- [INSTRUCTIONS FOR THE TASK]:
When a line of the records contains "Invalidator", copy it.

- [INPUT RECORDS]:
---

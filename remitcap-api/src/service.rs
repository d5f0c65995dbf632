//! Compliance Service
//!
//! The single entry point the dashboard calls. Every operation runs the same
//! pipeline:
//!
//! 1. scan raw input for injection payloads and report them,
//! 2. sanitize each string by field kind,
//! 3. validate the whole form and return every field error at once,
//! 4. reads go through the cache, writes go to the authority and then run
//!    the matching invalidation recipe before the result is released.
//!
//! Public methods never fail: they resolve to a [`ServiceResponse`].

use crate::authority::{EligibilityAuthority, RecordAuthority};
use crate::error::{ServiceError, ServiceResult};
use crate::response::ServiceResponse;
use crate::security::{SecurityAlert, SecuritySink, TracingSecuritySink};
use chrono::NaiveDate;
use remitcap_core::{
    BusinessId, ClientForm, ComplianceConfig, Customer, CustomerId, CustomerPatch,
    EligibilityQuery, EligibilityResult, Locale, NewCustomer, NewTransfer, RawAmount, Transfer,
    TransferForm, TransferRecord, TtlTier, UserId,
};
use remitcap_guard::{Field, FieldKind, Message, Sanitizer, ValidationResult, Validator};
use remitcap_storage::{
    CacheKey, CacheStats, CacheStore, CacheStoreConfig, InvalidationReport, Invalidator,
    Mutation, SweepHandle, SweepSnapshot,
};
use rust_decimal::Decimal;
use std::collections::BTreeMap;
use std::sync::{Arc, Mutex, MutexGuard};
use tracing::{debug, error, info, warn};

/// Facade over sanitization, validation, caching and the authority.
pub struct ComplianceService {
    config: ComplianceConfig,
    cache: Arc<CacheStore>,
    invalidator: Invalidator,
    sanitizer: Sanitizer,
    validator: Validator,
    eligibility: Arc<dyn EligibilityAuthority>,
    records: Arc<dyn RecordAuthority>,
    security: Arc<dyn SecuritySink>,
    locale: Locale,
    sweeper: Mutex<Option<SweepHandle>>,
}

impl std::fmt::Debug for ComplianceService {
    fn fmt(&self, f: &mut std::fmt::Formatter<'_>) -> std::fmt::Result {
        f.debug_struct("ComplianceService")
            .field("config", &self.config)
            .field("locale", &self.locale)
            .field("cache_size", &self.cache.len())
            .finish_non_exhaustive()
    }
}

---

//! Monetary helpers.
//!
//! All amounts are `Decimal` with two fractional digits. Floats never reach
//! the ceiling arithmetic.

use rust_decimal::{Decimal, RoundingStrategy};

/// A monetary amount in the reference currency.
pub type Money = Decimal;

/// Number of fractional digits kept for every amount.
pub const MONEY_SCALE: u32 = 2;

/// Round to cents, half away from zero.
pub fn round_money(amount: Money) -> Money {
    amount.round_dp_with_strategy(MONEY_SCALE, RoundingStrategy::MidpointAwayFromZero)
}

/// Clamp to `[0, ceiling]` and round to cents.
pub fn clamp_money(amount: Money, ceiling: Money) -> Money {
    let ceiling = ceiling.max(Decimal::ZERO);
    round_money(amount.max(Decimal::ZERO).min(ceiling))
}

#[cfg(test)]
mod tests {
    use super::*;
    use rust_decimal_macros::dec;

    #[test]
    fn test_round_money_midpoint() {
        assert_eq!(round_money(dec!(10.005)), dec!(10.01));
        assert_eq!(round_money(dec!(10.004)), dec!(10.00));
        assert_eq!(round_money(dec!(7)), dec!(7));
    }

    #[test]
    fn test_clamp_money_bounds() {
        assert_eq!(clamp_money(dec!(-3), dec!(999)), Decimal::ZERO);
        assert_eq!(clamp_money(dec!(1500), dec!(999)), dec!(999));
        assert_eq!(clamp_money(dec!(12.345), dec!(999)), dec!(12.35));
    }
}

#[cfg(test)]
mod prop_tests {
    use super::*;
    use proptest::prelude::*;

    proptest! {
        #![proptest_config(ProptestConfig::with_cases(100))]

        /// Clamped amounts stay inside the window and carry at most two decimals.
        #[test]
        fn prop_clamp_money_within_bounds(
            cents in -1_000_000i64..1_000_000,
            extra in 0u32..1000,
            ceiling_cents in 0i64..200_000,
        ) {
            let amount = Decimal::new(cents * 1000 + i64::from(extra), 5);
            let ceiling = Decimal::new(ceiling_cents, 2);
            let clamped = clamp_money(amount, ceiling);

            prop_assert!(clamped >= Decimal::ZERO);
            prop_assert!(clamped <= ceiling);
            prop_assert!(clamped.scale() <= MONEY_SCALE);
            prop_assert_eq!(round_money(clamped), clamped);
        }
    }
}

---

- [ANSWER TO THIS PROBLEM]:
    CacheKey, CacheStats, CacheStore, CacheStoreConfig, InvalidationReport, Invalidator,
    invalidator: Invalidator,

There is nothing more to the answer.